## Task statement
Please find all lines containing "Option" in the listing below and copy them.
------------------------------------
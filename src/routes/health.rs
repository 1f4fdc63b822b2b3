use axum::{extract::State, http::StatusCode, response::IntoResponse, Json};
use serde_json::json;

use crate::routes::AppState;

/// Handler for GET /health
pub async fn health_check(State(state): State<AppState>) -> impl IntoResponse {
    let entries = state.logger.read().await.map(|logs| logs.len());
    let status = if entries.is_ok() { "ok" } else { "degraded" };
    (
        StatusCode::OK,
        Json(json!({
            "status": status,
            "service": "hostlog",
            "version": env!("CARGO_PKG_VERSION"),
            "storage": state.storage.to_string(),
            "entries": entries.ok(),
            "handlers": state.subscriber.registered().len(),
            "timestamp": chrono::Utc::now().to_rfc3339()
        })),
    )
}

/// Handler for GET /ready - ready while the log writer is running
pub async fn readiness_check(State(state): State<AppState>) -> impl IntoResponse {
    match state.logger.flush().await {
        Ok(()) => (
            StatusCode::OK,
            Json(json!({
                "status": "ready",
                "timestamp": chrono::Utc::now().to_rfc3339()
            })),
        ),
        Err(e) => (
            StatusCode::SERVICE_UNAVAILABLE,
            Json(json!({
                "status": "unavailable",
                "message": e.to_string(),
                "timestamp": chrono::Utc::now().to_rfc3339()
            })),
        ),
    }
}
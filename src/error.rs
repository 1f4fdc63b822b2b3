use thiserror::Error;

#[derive(Error, Debug)]
pub enum HostLogError {
    #[error("Redis error: {0}")]
    Redis(#[from] redis::RedisError),

    #[error("IO error: {0}")]
    Io(#[from] std::io::Error),

    #[error("JSON error: {0}")]
    Json(#[from] serde_json::Error),

    #[error("NATS error: {0}")]
    Nats(String),

    #[error("Configuration error: {0}")]
    Config(String),

    #[error("A handler is already registered for {0}")]
    DuplicateHandler(String),

    #[error("Unknown event: {0}")]
    UnknownEvent(String),

    #[error("Logger is no longer running")]
    LoggerClosed,
}

pub type Result<T> = std::result::Result<T, HostLogError>;
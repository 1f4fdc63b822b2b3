use std::sync::Arc;

use serde_json::Value;
use tokio_stream::{Stream, StreamExt};
use tracing::{info, warn};

use super::EVENTS_SUBJECT_PREFIX;
use crate::error::Result;
use crate::model::HostEvent;
use crate::subscriber::Subscriber;

pub fn event_subject(name: &str) -> String {
    format!("{}.{}", EVENTS_SUBJECT_PREFIX, name)
}

/// Event name carried by a subject, if it is under the events prefix.
pub fn event_name(subject: &str) -> Option<&str> {
    subject
        .strip_prefix(EVENTS_SUBJECT_PREFIX)?
        .strip_prefix('.')
        .filter(|name| !name.is_empty())
}

/// Parses one delivery. An empty body means an event without payload.
pub fn decode_event(subject: &str, payload: &[u8]) -> Result<Option<HostEvent>> {
    let Some(name) = event_name(subject) else {
        return Ok(None);
    };
    let payload = if payload.iter().all(u8::is_ascii_whitespace) {
        Value::Null
    } else {
        serde_json::from_slice(payload)?
    };
    HostEvent::from_parts(name, payload).map(Some)
}

/// Dispatches every delivered message until the stream ends. Undecodable
/// messages are dropped with a warning.
pub async fn run_event_source<S>(mut messages: S, subscriber: Arc<Subscriber>)
where
    S: Stream<Item = async_nats::Message> + Unpin,
{
    info!("Listening for host events on {}.>", EVENTS_SUBJECT_PREFIX);
    while let Some(message) = messages.next().await {
        let subject = message.subject.as_str();
        match decode_event(subject, &message.payload) {
            Ok(Some(event)) => subscriber.dispatch(&event),
            Ok(None) => warn!("Ignoring message on unexpected subject {}", subject),
            Err(e) => warn!("Dropping event from {}: {}", subject, e),
        }
    }
    info!("Host event stream closed");
}

#[cfg(test)]
mod tests {
    use super::*;

    #[test]
    fn test_subject_round_trip() {
        let subject = event_subject("tabs.onCreated");
        assert_eq!(subject, "host.events.tabs.onCreated");
        assert_eq!(event_name(&subject), Some("tabs.onCreated"));
    }

    #[test]
    fn test_foreign_subjects_have_no_name() {
        assert_eq!(event_name("host.eventsx.tabs.onCreated"), None);
        assert_eq!(event_name("host.events."), None);
        assert_eq!(event_name("plan.session.1.log"), None);
    }

    #[test]
    fn test_decode_payload() {
        let event = decode_event("host.events.tabs.onCreated", br#"{"tab":{"id":7}}"#)
            .unwrap()
            .unwrap();
        assert_eq!(event.name(), "tabs.onCreated");

        let event = decode_event("host.events.runtime.onStartup", b"").unwrap().unwrap();
        assert_eq!(event, HostEvent::RuntimeStartup);
    }

    #[test]
    fn test_decode_rejects_bad_input() {
        assert!(
            decode_event("host.events.tabs.onCreated", b"{not json").is_err()
        );
        assert!(decode_event("host.events.tabs.onExploded", b"{}").is_err());
        assert!(decode_event("other.subject", b"{}").unwrap().is_none());
    }
}
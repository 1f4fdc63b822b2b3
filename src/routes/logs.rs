use axum::{extract::State, http::StatusCode, response::IntoResponse, Json};
use serde_json::json;

use crate::log::LogEntry;
use crate::routes::AppState;

fn logs_body(logs: &[LogEntry]) -> serde_json::Value {
    if logs.is_empty() {
        json!({
            "status": "empty",
            "message": "No logs to see.",
            "logs": [],
            "count": 0
        })
    } else {
        json!({
            "status": "ok",
            "logs": logs,
            "count": logs.len()
        })
    }
}

fn error_body(action: &str, e: impl std::fmt::Display) -> (StatusCode, Json<serde_json::Value>) {
    (
        StatusCode::INTERNAL_SERVER_ERROR,
        Json(json!({
            "status": "error",
            "message": format!("Failed to {}: {}", action, e),
            "logs": []
        })),
    )
}

/// Handler for GET /logs
pub async fn get_logs(State(state): State<AppState>) -> impl IntoResponse {
    match state.logger.read().await {
        Ok(logs) => (StatusCode::OK, Json(logs_body(&logs))),
        Err(e) => error_body("retrieve logs", e),
    }
}

/// Handler for POST /logs/clear. Responds with the refreshed list.
pub async fn clear_logs(State(state): State<AppState>) -> impl IntoResponse {
    if let Err(e) = state.logger.clear().await {
        return error_body("clear logs", e);
    }
    match state.logger.read().await {
        Ok(logs) => (StatusCode::OK, Json(logs_body(&logs))),
        Err(e) => error_body("retrieve logs", e),
    }
}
------------------------------------
## Final answer
pub fn event_name(subject: &str) -> Option<&str> {
pub fn decode_event(subject: &str, payload: &[u8]) -> Result<Option<HostEvent>> {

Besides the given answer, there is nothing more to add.